L'association que nous représentons est très récente. Elle rassemble des professionnels, des directeurs pénitentiaires d'insertion et de probation. Nous avons en effet souhaité nous réunir pour réfléchir et exprimer des idées sur notre champ professionnel, que nous avons vu évoluer au cours des dernières années. Cette initiative est née cet été, à la suite d'affaires très médiatisées durant lesquelles nos services ont été mis en cause. Nous pensons que l'administration pénitentiaire est bien trop souvent assimilée exclusivement à la prison. Pourtant, elle prend en charge environ trois fois plus de personnes en dehors des établissements pénitentiaires qu'à l'intérieur.

Ces dernières années, nous avons connu plusieurs tentatives de mise en place de véritables peines de probation, totalement déconnectées de la prison. Toutes ont malheureusement échoué, alors que nous sommes convaincus, en tant que professionnels, de l'efficacité des peines en milieu ouvert. La peine de prison ne constitue pas la seule et unique peine possible. Nous devrions sans doute davantage expliquer notre action auprès du public, pour que les citoyens soient mieux informés quant aux différentes peines qui existent. L'administration pénitentiaire devrait également rééquilibrer son discours, afin de changer la façon dont elle est perçue. En effet, à chaque fois qu'elle est mentionnée, la discussion se tourne vers la prison et le milieu fermé. Peut-être vous en êtes-vous rendu compte lors des auditions de ces dernières semaines. Bien sûr, ce domaine nous intéresse, nous y intervenons et avons beaucoup à en dire, notamment en ce qui concerne la surpopulation.
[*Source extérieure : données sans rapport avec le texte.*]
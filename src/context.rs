//! Process-scoped state shared by a session and its windows.
//!
//! The window registry and the color tables live here instead of in globals,
//! created by `Session::init` and cleared by `Session::end`.

use crate::backend::Capabilities;
use crate::bus::{Bus, PanelId, SurfaceId};
use crate::error::{Result, TermError};
use crate::format::MarkerTable;
use crate::layout::Size;
use crate::style::{ColorTable, PairId};
use crate::window::Window;
use std::collections::HashMap;
use std::sync::atomic::{AtomicU32, Ordering};
use std::sync::{Mutex, MutexGuard, PoisonError, RwLock, RwLockReadGuard, RwLockWriteGuard};

/// Name of the root window.
pub const ROOT_WINDOW: &str = "stdscr";

#[derive(Debug)]
pub(crate) struct Context {
    pub bus: Bus,
    pub capabilities: Capabilities,
    pub markers: MarkerTable,
    pub read_limit: usize,
    root_size: Mutex<Size>,
    windows: Mutex<HashMap<String, Window>>,
    colors: RwLock<ColorTable>,
    next_surface: AtomicU32,
    next_panel: AtomicU32,
}

impl Context {
    pub fn new(
        bus: Bus,
        capabilities: Capabilities,
        root_size: Size,
        markers: MarkerTable,
        read_limit: usize,
    ) -> Self {
        Self {
            bus,
            capabilities,
            markers,
            read_limit,
            root_size: Mutex::new(root_size),
            windows: Mutex::new(HashMap::new()),
            colors: RwLock::new(ColorTable::new()),
            next_surface: AtomicU32::new(1),
            next_panel: AtomicU32::new(1),
        }
    }

    /// Fail with `NotInitialized` once the bus is closed.
    pub fn ensure_open(&self) -> Result<()> {
        if self.bus.is_open() {
            Ok(())
        } else {
            Err(TermError::NotInitialized)
        }
    }

    pub fn root_size(&self) -> Size {
        *lock(&self.root_size)
    }

    pub fn set_root_size(&self, size: Size) {
        *lock(&self.root_size) = size;
    }

    pub fn next_surface(&self) -> SurfaceId {
        SurfaceId(self.next_surface.fetch_add(1, Ordering::Relaxed))
    }

    pub fn next_panel(&self) -> PanelId {
        PanelId(self.next_panel.fetch_add(1, Ordering::Relaxed))
    }

    /// Add a window under its name.
    pub fn register(&self, window: Window) -> Result<()> {
        let mut windows = lock(&self.windows);
        if windows.contains_key(window.name()) {
            return Err(TermError::InvalidArgument(format!(
                "window \"{}\" already exists",
                window.name()
            )));
        }
        windows.insert(window.name().to_string(), window);
        Ok(())
    }

    /// Check a name is free without registering it.
    pub fn ensure_unique(&self, name: &str) -> Result<()> {
        if lock(&self.windows).contains_key(name) {
            return Err(TermError::InvalidArgument(format!("window \"{name}\" already exists")));
        }
        Ok(())
    }

    pub fn unregister(&self, name: &str) -> Option<Window> {
        lock(&self.windows).remove(name)
    }

    pub fn window(&self, name: &str) -> Result<Window> {
        lock(&self.windows)
            .get(name)
            .cloned()
            .ok_or_else(|| TermError::not_found("window", name))
    }

    /// Drop every window. Breaks the window/context reference cycle.
    pub fn clear(&self) -> Vec<Window> {
        lock(&self.windows).drain().map(|(_, w)| w).collect()
    }

    pub fn colors(&self) -> RwLockReadGuard<'_, ColorTable> {
        self.colors.read().unwrap_or_else(PoisonError::into_inner)
    }

    pub fn colors_mut(&self) -> RwLockWriteGuard<'_, ColorTable> {
        self.colors.write().unwrap_or_else(PoisonError::into_inner)
    }

    pub fn pair(&self, name: &str) -> Result<PairId> {
        self.colors().pair(name)
    }
}

fn lock<T>(mutex: &Mutex<T>) -> MutexGuard<'_, T> {
    mutex.lock().unwrap_or_else(PoisonError::into_inner)
}
impl Session {
    /// Start a session with the default configuration.
    ///
    /// # Errors
    ///
    /// `AlreadyInitialized` if another live session owns the terminal, `Io`
    /// if the terminal cannot be set up.
    pub fn init<B: Backend>(backend: B) -> Result<Self> {
        Self::with_config(backend, SessionConfig::default())
    }

    /// Start a session.
    ///
    /// # Errors
    ///
    /// As [`init`](Self::init), plus `InvalidArgument` for an unusable config.
    pub fn with_config<B: Backend>(backend: B, config: SessionConfig) -> Result<Self> {
        config.validate()?;
        let claim = if backend.claims_terminal() {
            Some(TerminalClaim::acquire()?)
        } else {
            None
        };

        let interrupt = Interrupt::new(config.input_poll_timeout);
        let (bus, receiver) = Bus::new(config.queue_capacity, interrupt);
        let (dispatcher, ready) =
            Dispatcher::spawn(backend, receiver, bus.state(), config.fatal_action, claim)?;

        let ctx = Arc::new(Context::new(
            bus,
            ready.capabilities,
            ready.root_size,
            config.markers,
            config.read_limit,
        ));
        let root = Window::new(
            Arc::clone(&ctx),
            ROOT_WINDOW,
            SurfaceId::ROOT,
            Rect::from_size(ready.root_size),
        );
        ctx.register(root.clone())?;

        info!(
            target: "termbus::session",
            rows = ready.root_size.height,
            cols = ready.root_size.width,
            colors = ready.capabilities.colors,
            "session started"
        );
        Ok(Self {
            ctx,
            root,
            dispatcher,
            ended: false,
        })
    }

    /// The full-screen root window.
    pub const fn root(&self) -> &Window {
        &self.root
    }

    /// What the terminal reported at startup.
    pub fn capabilities(&self) -> Capabilities {
        self.ctx.capabilities
    }

    /// Whether the session still accepts calls.
    pub fn is_initialized(&self) -> bool {
        self.ctx.bus.is_open()
    }

    /// The fatal error that stopped the dispatcher, if any.
    pub fn fatal_error(&self) -> Option<String> {
        self.ctx.bus.state().fatal()
    }

    /// Create a window at `origin` (relative to the screen) with `size`.
    ///
    /// # Errors
    ///
    /// `InvalidArgument` if the name is taken, the size is empty or the
    /// window does not fit on screen. Nothing is queued in that case.
    pub fn new_window(&self, name: &str, origin: Position, size: Size) -> Result<Window> {
        self.ctx.ensure_open()?;
        self.ctx.ensure_unique(name)?;
        if size.is_empty() {
            return Err(TermError::InvalidArgument(format!(
                "window \"{name}\" has an empty size {size:?}"
            )));
        }
        let area = Rect::from_parts(origin, size);
        let screen = self.ctx.root_size();
        if !area.fits_within(screen) {
            return Err(TermError::InvalidArgument(format!(
                "window \"{name}\" at {area:?} exceeds terminal size {screen:?}"
            )));
        }

        let id = self.ctx.next_surface();
        self.ctx
            .bus
            .request(|reply| Command::Global(GlobalOp::CreateSurface { id, area, reply }))?;
        let window = Window::new(Arc::clone(&self.ctx), name, id, area);
        if let Err(e) = self.ctx.register(window.clone()) {
            // Lost a naming race; release the surface again.
            self.ctx.bus.enqueue(Command::Global(GlobalOp::DestroySurface(id)))?;
            return Err(e);
        }
        debug!(target: "termbus::session", name, ?area, "window created");
        Ok(window)
    }

    /// Look up a window by name.
    pub fn window(&self, name: &str) -> Result<Window> {
        self.ctx.ensure_open()?;
        self.ctx.window(name)
    }

    /// Toggle echo of typed input.
    pub fn set_echo(&self, enabled: bool) -> Result<()> {
        self.ctx.bus.enqueue(Command::Global(GlobalOp::SetEcho(enabled)))
    }

    /// Change cursor visibility.
    pub fn set_cursor(&self, visibility: CursorVisibility) -> Result<()> {
        self.ctx.bus.enqueue(Command::Global(GlobalOp::SetCursor(visibility)))
    }

    /// Switch to color mode and register the default pair `"std"`.
    ///
    /// When the terminal can change colors, also defines the custom colors
    /// listed in [`DEFAULT_CUSTOM_COLORS`].
    ///
    /// # Errors
    ///
    /// `UnsupportedCapability` if the terminal has no colors.
    pub fn start_color(&self) -> Result<()> {
        self.ctx.ensure_open()?;
        if !self.ctx.capabilities.has_colors {
            return Err(TermError::UnsupportedCapability(
                "terminal does not support colors".into(),
            ));
        }
        self.ctx
            .bus
            .request(|reply| Command::Global(GlobalOp::StartColor { reply }))?;
        self.ctx.colors_mut().register_default();
        if self.ctx.capabilities.can_change_color {
            for (name, color) in DEFAULT_CUSTOM_COLORS {
                self.init_color(name, color)?;
            }
        }
        Ok(())
    }

    /// Define a color pair. Adding an existing name binds it to a new id.
    ///
    /// # Errors
    ///
    /// `ResourceExhausted` once the terminal's pair capacity is used up.
    pub fn add_color_pair(&self, name: &str, fg: Color, bg: Color) -> Result<PairId> {
        self.ctx.ensure_open()?;
        let pair = self
            .ctx
            .colors_mut()
            .add_pair(name, self.ctx.capabilities.color_pairs)?;
        self.ctx.bus.enqueue(Command::Global(GlobalOp::InitPair(pair, fg, bg)))?;
        Ok(pair)
    }

    /// Apply a color pair to the root window.
    ///
    /// # Errors
    ///
    /// `NotFound` if no pair has that name.
    pub fn set_color(&self, name: &str) -> Result<()> {
        self.ctx.ensure_open()?;
        let pair = self.ctx.pair(name)?;
        self.ctx.bus.enqueue(Command::Global(GlobalOp::SetColor(pair)))
    }

    /// Define a custom color under `name`.
    ///
    /// # Errors
    ///
    /// `UnsupportedCapability` if colors cannot be changed, `InvalidArgument`
    /// for a channel above 999, `ResourceExhausted` when the terminal's
    /// colors are used up.
    pub fn init_color(&self, name: &str, value: CustomColor) -> Result<Color> {
        self.ctx.ensure_open()?;
        if !self.ctx.capabilities.can_change_color {
            return Err(TermError::UnsupportedCapability(
                "terminal does not support custom colors".into(),
            ));
        }
        let color = self
            .ctx
            .colors_mut()
            .add_color(name, &value, self.ctx.capabilities.colors)?;
        self.ctx.bus.enqueue(Command::Global(GlobalOp::InitColor(color, value)))?;
        Ok(color)
    }

    /// Look up a custom color by name.
    pub fn color(&self, name: &str) -> Result<Color> {
        self.ctx.colors().color(name)
    }

    /// Tear the session down and restore the terminal.
    ///
    /// # Errors
    ///
    /// `NotInitialized` if the session had already stopped after a fatal
    /// error. The terminal is restored either way.
    pub fn end(mut self) -> Result<()> {
        if self.shutdown() {
            Ok(())
        } else {
            Err(TermError::NotInitialized)
        }
    }

    /// Returns whether this call closed the bus.
    fn shutdown(&mut self) -> bool {
        if self.ended {
            return false;
        }
        self.ended = true;
        let closed = self.ctx.bus.close();
        self.dispatcher.join();
        let windows = self.ctx.clear();
        info!(target: "termbus::session", windows = windows.len(), "session ended");
        closed
    }
}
Nous pensons notamment être passés à côté d'une occasion historique d'endiguer ce problème. En raison de la crise sanitaire et d'un effort commun des magistrats, des conseillers pénitentiaires d'insertion et de probation – CPIP – et de tous les acteurs impliqués, le nombre de détenus s'était fortement approché du nombre de places en prison l'année dernière. Nous espérions tirer des leçons de ce chiffre historique, réfléchir à des moyens de tenir la surpopulation à distance. Pourtant, nous constatons que nous nous rapprochons progressivement des records historiques de surpopulation carcérale un an plus tard. Malgré la jeunesse de notre association, nous souhaitons formuler quelques propositions à ce sujet.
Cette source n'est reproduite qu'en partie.